#### Task goal
Each line in the entries below that holds the string "SocketAddr" must be copied.

#### Given records
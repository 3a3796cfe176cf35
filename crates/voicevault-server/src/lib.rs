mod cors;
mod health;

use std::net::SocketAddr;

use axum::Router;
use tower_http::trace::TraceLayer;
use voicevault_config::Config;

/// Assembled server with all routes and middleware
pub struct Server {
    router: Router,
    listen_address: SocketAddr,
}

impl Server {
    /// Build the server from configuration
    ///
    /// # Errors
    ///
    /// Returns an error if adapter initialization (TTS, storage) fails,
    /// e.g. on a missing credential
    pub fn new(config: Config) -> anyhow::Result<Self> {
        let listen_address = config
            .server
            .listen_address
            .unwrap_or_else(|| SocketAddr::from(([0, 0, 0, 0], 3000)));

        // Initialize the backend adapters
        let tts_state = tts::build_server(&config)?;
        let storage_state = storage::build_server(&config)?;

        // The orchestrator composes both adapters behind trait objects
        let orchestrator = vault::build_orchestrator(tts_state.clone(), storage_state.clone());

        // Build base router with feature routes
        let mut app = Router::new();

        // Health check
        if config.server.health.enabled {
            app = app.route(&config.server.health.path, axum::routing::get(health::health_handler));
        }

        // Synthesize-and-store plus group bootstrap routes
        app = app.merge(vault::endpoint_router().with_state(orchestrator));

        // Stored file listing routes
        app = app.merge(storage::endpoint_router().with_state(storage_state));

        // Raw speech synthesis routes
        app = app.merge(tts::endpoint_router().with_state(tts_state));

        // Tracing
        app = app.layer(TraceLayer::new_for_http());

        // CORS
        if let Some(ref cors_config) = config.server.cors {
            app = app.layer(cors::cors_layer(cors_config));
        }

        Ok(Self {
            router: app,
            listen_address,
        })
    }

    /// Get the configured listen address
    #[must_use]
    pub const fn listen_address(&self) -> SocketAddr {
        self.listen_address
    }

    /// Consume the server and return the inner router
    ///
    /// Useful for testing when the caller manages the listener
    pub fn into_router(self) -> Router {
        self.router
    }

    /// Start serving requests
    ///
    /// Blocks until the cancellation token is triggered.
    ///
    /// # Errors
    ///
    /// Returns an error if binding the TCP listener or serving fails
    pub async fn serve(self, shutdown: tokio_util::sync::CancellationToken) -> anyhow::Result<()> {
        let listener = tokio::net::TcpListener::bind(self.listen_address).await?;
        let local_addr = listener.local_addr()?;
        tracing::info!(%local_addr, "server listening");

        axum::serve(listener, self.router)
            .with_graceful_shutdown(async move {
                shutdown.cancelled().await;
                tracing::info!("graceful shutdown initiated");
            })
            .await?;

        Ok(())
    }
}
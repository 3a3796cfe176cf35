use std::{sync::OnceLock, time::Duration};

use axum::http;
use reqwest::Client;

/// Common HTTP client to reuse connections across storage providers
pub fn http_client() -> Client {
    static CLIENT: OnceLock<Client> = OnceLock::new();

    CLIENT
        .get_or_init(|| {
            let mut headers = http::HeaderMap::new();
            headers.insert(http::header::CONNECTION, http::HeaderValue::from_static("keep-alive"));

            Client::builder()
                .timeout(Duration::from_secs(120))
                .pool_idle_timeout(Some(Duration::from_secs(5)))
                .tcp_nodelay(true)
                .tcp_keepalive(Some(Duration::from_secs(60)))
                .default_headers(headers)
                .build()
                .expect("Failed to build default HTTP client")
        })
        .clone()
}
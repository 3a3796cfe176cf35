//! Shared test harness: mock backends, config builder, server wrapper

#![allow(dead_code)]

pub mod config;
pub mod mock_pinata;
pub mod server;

#### Written response
use std::net::SocketAddr;
    listen_address: SocketAddr,
            .unwrap_or_else(|| SocketAddr::from(([0, 0, 0, 0], 3000)));
    pub const fn listen_address(&self) -> SocketAddr {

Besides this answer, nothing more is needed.